Seydi and Rastiveis (2019) present a deep learning-based method to assess the status of urban street networks after an earthquake using Lidar point clouds. The framework consists of three main phases: extracting deep features from Lidar data using a convolutional neural network, using these features in a multilayer perceptron neural network to detect debris areas within the road network, and applying the amount of debris to a damage index to classify road segments as blocked or unblocked. The method was evaluated using Lidar data from Port-au-Prince, Haiti, after the 2010 earthquake. The framework achieved over 97% accuracy in debris detection and correctly labeled 31 out of 37 road segments as blocked or unblocked.
Crash reconstruction plays a pivotal role in enhancing transportation safety and understanding the dynamics of accidents. Lidar can significantly reduce the time required to document an accident scene resulting in less impact on traffic and negative effects on the economy. This section synthesizes recent advancements in utilizing sensor data, Lidar scanning technology, historical 3D point clouds, mathematical modeling, and crash test data analysis for effective crash reconstruction and forensic investigation. Lyu et al. (2017) introduce a mathematical model for estimating vehicle collision angles in road traffic accidents, validated through multi-angle collision experiments using 3D laser scanning. While showing promise, the model’s limitations include its applicability to single-object collisions with relatively simple deformation surfaces, suggesting avenues for future research to enhance its utility.

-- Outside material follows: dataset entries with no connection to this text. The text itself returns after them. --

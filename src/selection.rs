//! Active group / selected item reconciliation for the two-pane browse view.
//!
//! [`Selection::reconcile`] is re-run after every change to the filtered
//! grouping or the read state. It keeps the selection valid: the selected
//! item always belongs to the active group and is unread, or is `None`.

use crate::grouping::Grouping;
use crate::model::FeedItem;

#[derive(Debug, Clone, Default)]
pub struct Selection {
    active_group: Option<String>,
    selected: Option<FeedItem>,
    /// One-shot preferred group, consumed by the first reconcile that can honor it.
    preferred_group: Option<String>,
}

impl Selection {
    pub fn new() -> Self {
        Self::default()
    }

    /// Start with a preferred group (e.g. restored from the last session).
    pub fn with_preferred_group(group: Option<String>) -> Self {
        Self {
            preferred_group: group,
            ..Self::default()
        }
    }

    pub fn active_group(&self) -> Option<&str> {
        self.active_group.as_deref()
    }

    pub fn selected_item(&self) -> Option<&FeedItem> {
        self.selected.as_ref()
    }

    /// Queue a group to activate on the next reconcile, if it exists then.
    pub fn set_preferred_group(&mut self, group: impl Into<String>) {
        self.preferred_group = Some(group.into());
    }

    /// Repair the selection against the current filtered grouping.
    ///
    /// `is_read` receives item identities.
    ///
    /// 1. A pending preferred group that exists wins (and is consumed).
    /// 2. Otherwise the current active group is kept if it still exists.
    /// 3. Otherwise the lexicographically first group is activated.
    /// 4. A changed active group selects its first item.
    /// 5. An unchanged active group keeps the selected item if it is still
    ///    listed and unread, else moves to the first unread item.
    pub fn reconcile<F>(&mut self, groups: &Grouping, is_read: F)
    where
        F: Fn(&str) -> bool,
    {
        let previous = self.active_group.clone();

        let preferred = self
            .preferred_group
            .as_ref()
            .filter(|name| groups.contains_key(name.as_str()))
            .cloned();

        let next_group = if let Some(name) = preferred {
            self.preferred_group = None;
            Some(name)
        } else if let Some(current) = previous.as_ref().filter(|g| groups.contains_key(*g)) {
            Some(current.clone())
        } else {
            groups.keys().next().cloned()
        };

        let items: &[FeedItem] = next_group
            .as_ref()
            .and_then(|g| groups.get(g))
            .map(Vec::as_slice)
            .unwrap_or_default();

        if next_group != previous {
            tracing::trace!(from = ?previous, to = ?next_group, "Active group changed");
            self.active_group = next_group;
            self.selected = items.first().cloned();
            return;
        }

        let keep = self.selected.as_ref().is_some_and(|sel| {
            let id = sel.identity();
            !is_read(&id) && items.iter().any(|item| item.identity() == id)
        });
        if !keep {
            self.selected = items.iter().find(|item| !is_read(&item.identity())).cloned();
        }
    }

    /// Switch tabs. The new group's first item becomes selected.
    pub fn select_group(&mut self, groups: &Grouping, name: &str) -> bool {
        let Some(items) = groups.get(name) else {
            return false;
        };
        self.active_group = Some(name.to_string());
        self.selected = items.first().cloned();
        true
    }

    /// Move to the next (`forward`) or previous tab, wrapping around.
    pub fn cycle_group(&mut self, groups: &Grouping, forward: bool) {
        if groups.is_empty() {
            return;
        }
        let names: Vec<&String> = groups.keys().collect();
        let current = self
            .active_group
            .as_ref()
            .and_then(|g| names.iter().position(|n| *n == g));
        let next = match (current, forward) {
            (None, _) => 0,
            (Some(i), true) => (i + 1) % names.len(),
            (Some(i), false) => (i + names.len() - 1) % names.len(),
        };
        let name = names[next].clone();
        self.select_group(groups, &name);
    }

    /// Move the selection within the active group. Stops at either end.
    pub fn step_item(&mut self, groups: &Grouping, forward: bool) {
        let Some(items) = self.active_group.as_ref().and_then(|g| groups.get(g)) else {
            return;
        };
        let current = self
            .selected
            .as_ref()
            .map(FeedItem::identity)
            .and_then(|id| items.iter().position(|item| item.identity() == id));
        let next = match (current, forward) {
            (None, _) => 0,
            (Some(i), true) => (i + 1).min(items.len().saturating_sub(1)),
            (Some(i), false) => i.saturating_sub(1),
        };
        self.selected = items.get(next).cloned();
    }

    /// Select a specific item in the active group (scroll restore).
    pub fn select_index(&mut self, groups: &Grouping, index: usize) {
        if let Some(items) = self.active_group.as_ref().and_then(|g| groups.get(g)) {
            if let Some(item) = items.get(index.min(items.len().saturating_sub(1))) {
                self.selected = Some(item.clone());
            }
        }
    }

    /// Position of the selected item in the active group's list.
    pub fn selected_index(&self, groups: &Grouping) -> Option<usize> {
        let id = self.selected.as_ref()?.identity();
        let items = groups.get(self.active_group.as_ref()?)?;
        items.iter().position(|item| item.identity() == id)
    }
}
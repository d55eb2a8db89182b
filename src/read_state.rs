//! Persisted read-state store.
//!
//! Holds the mapping `item_id -> read_at_ms` for every item the user has
//! marked read. The map is loaded once from `local_storage` and kept in memory;
//! every mutation builds a new map, swaps it in, persists the whole thing and
//! bumps a revision counter that views subscribe to.
//!
//! Persistence is best effort. A failed write is logged and the in-memory
//! state still changes, so the user never loses a mark-read because the disk
//! is full.

use std::collections::HashMap;
use std::sync::Arc;

use chrono::{DateTime, Local, TimeZone, Utc};
use tokio::sync::watch;

use crate::storage::{keys, Database};

/// Side effect fired once per committed mark-read call (terminal bell in the TUI).
pub type ReadCue = Box<dyn Fn() + Send + Sync>;

/// Immutable snapshot of the read state.
pub type ReadSnapshot = Arc<HashMap<String, i64>>;

/// Single-writer, many-reader read-state container.
///
/// The only mutators are [`mark_read`](Self::mark_read),
/// [`mark_many_read`](Self::mark_many_read) and [`reset`](Self::reset).
pub struct ReadStateStore {
    db: Database,
    records: ReadSnapshot,
    revision: watch::Sender<u64>,
    cue: Option<ReadCue>,
}

impl ReadStateStore {
    /// Load the persisted read state.
    ///
    /// A missing key yields an empty store. Corrupt data (bad JSON, wrong
    /// shape) is logged, the key is cleared, and the store starts empty.
    /// Only a failing database read is returned as an error.
    pub async fn load(db: Database) -> anyhow::Result<Self> {
        let records = match db.get_item(keys::READ_ITEMS).await? {
            None => HashMap::new(),
            Some(raw) => match decode(&raw) {
                Ok(map) => map,
                Err(e) => {
                    tracing::warn!(error = %e, "Stored read state is corrupt, clearing it");
                    if let Err(e) = db.remove_item(keys::READ_ITEMS).await {
                        tracing::warn!(error = %e, "Failed to clear corrupt read state");
                    }
                    HashMap::new()
                }
            },
        };

        tracing::debug!(count = records.len(), "Loaded read state");
        let (revision, _) = watch::channel(0);
        Ok(Self {
            db,
            records: Arc::new(records),
            revision,
            cue: None,
        })
    }

    /// Install the side effect fired after a mark-read commits.
    pub fn with_cue(mut self, cue: ReadCue) -> Self {
        self.cue = Some(cue);
        self
    }

    /// Mark an item read. Returns `true` if it was not read before.
    ///
    /// Idempotent: an already-read id changes nothing and fires no cue.
    pub async fn mark_read(&mut self, item_id: &str) -> bool {
        self.mark_many_read(std::iter::once(item_id)).await == 1
    }

    /// Mark a batch of items read with a single swap, write and cue.
    /// Returns how many ids were newly recorded.
    pub async fn mark_many_read<'a, I>(&mut self, item_ids: I) -> usize
    where
        I: IntoIterator<Item = &'a str>,
    {
        let now_ms = Utc::now().timestamp_millis();
        let mut next: Option<HashMap<String, i64>> = None;
        let mut added = 0;

        for id in item_ids {
            if self.records.contains_key(id) || next.as_ref().is_some_and(|m| m.contains_key(id))
            {
                continue;
            }
            next.get_or_insert_with(|| (*self.records).clone())
                .insert(id.to_string(), now_ms);
            added += 1;
        }

        let Some(next) = next else {
            return 0;
        };

        self.records = Arc::new(next);
        self.persist().await;
        if let Some(cue) = &self.cue {
            cue();
        }
        self.notify();
        tracing::debug!(added, total = self.records.len(), "Marked items read");
        added
    }

    pub fn is_read(&self, item_id: &str) -> bool {
        self.records.contains_key(item_id)
    }

    /// Read timestamp (epoch millis) for an item, if read.
    pub fn read_at(&self, item_id: &str) -> Option<i64> {
        self.records.get(item_id).copied()
    }

    pub fn len(&self) -> usize {
        self.records.len()
    }

    pub fn is_empty(&self) -> bool {
        self.records.is_empty()
    }

    /// Number of items read since local midnight.
    pub fn today_count(&self) -> usize {
        self.count_on_day_of(Local::now())
    }

    /// Number of items read on the local calendar day containing `moment`.
    pub fn count_on_day_of<Tz: TimeZone>(&self, moment: DateTime<Tz>) -> usize {
        let tz = moment.timezone();
        let day = moment.date_naive();
        self.records
            .values()
            .filter(|&&ms| {
                tz.timestamp_millis_opt(ms)
                    .single()
                    .is_some_and(|t| t.date_naive() == day)
            })
            .count()
    }

    /// Current snapshot. Cheap to clone; never changes after it is handed out.
    pub fn snapshot(&self) -> ReadSnapshot {
        Arc::clone(&self.records)
    }

    /// Subscribe to change notifications. The value is a revision counter.
    pub fn subscribe(&self) -> watch::Receiver<u64> {
        self.revision.subscribe()
    }

    pub fn revision(&self) -> u64 {
        *self.revision.borrow()
    }

    /// Drop all read records from memory and storage.
    pub async fn reset(&mut self) {
        self.records = Arc::new(HashMap::new());
        if let Err(e) = self.db.remove_item(keys::READ_ITEMS).await {
            tracing::warn!(error = %e, "Failed to clear persisted read state");
        }
        self.notify();
        tracing::info!("Read state reset");
    }

    async fn persist(&self) {
        let encoded = match encode(&self.records) {
            Ok(s) => s,
            Err(e) => {
                tracing::warn!(error = %e, "Failed to serialize read state");
                return;
            }
        };
        if let Err(e) = self.db.set_item(keys::READ_ITEMS, &encoded).await {
            tracing::warn!(error = %e, "Failed to persist read state (kept in memory)");
        }
    }

    fn notify(&self) {
        self.revision.send_modify(|rev| *rev = rev.wrapping_add(1));
    }
}

/// Serialize as `[[id, ts], ...]`, oldest first.
fn encode(records: &HashMap<String, i64>) -> serde_json::Result<String> {
    let mut pairs: Vec<(&str, i64)> = records.iter().map(|(k, v)| (k.as_str(), *v)).collect();
    pairs.sort_by(|a, b| a.1.cmp(&b.1).then_with(|| a.0.cmp(b.0)));
    serde_json::to_string(&pairs)
}

fn decode(raw: &str) -> serde_json::Result<HashMap<String, i64>> {
    let pairs: Vec<(String, i64)> = serde_json::from_str(raw)?;
    Ok(pairs.into_iter().collect())
}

Desai et al. (2021) proposed a methodology for forensic crash investigation using Lidar scanning technology in consumer handheld devices, demonstrating good agreement with survey-grade TLS for profiling damaged vehicles. Handheld scanning offers significant time savings and access to unreachable vehicle areas, aiding in faster scene clearance and damage assessment. Beck et al. (2023) suggested a data pipeline for analyzing autonomous vehicle (AV) crashes, leveraging raw data from onboard sensors such as Lidar, radar, cameras, IMUs, and GPS. Their study demonstrates the transformative potential of sensor data analysis in crash investigations, showcasing insights into driver behavior, vehicle movement, and surrounding objects.
Kottner et al. (2023) present a methodology for accident reconstruction using historical 3D point clouds (Lidar), aerial imagery, and photogrammetry, offering significant benefits in terms of safety, budget, time, and historical preservation. Their approach shows high accuracy in determining evidence locations and comparative point cloud analysis. Sharma et al. (2024) propose integrating crash test data with multibody simulation techniques for crash reconstruction and occupant injury estimation. Their approach, tested on real-world crash cases, demonstrates promising results, enhancing confidence in crash analysis and safety assessment. These studies contribute to advancing emergency response capabilities in transportation through innovative methodologies and technologies, ultimately aiding in reducing the severity and frequency of accidents on our roadways.
Through such advancements, emergency responders and transportation authorities can leverage Lidar technology to streamline crash reconstruction processes toward improving overall roadway safety.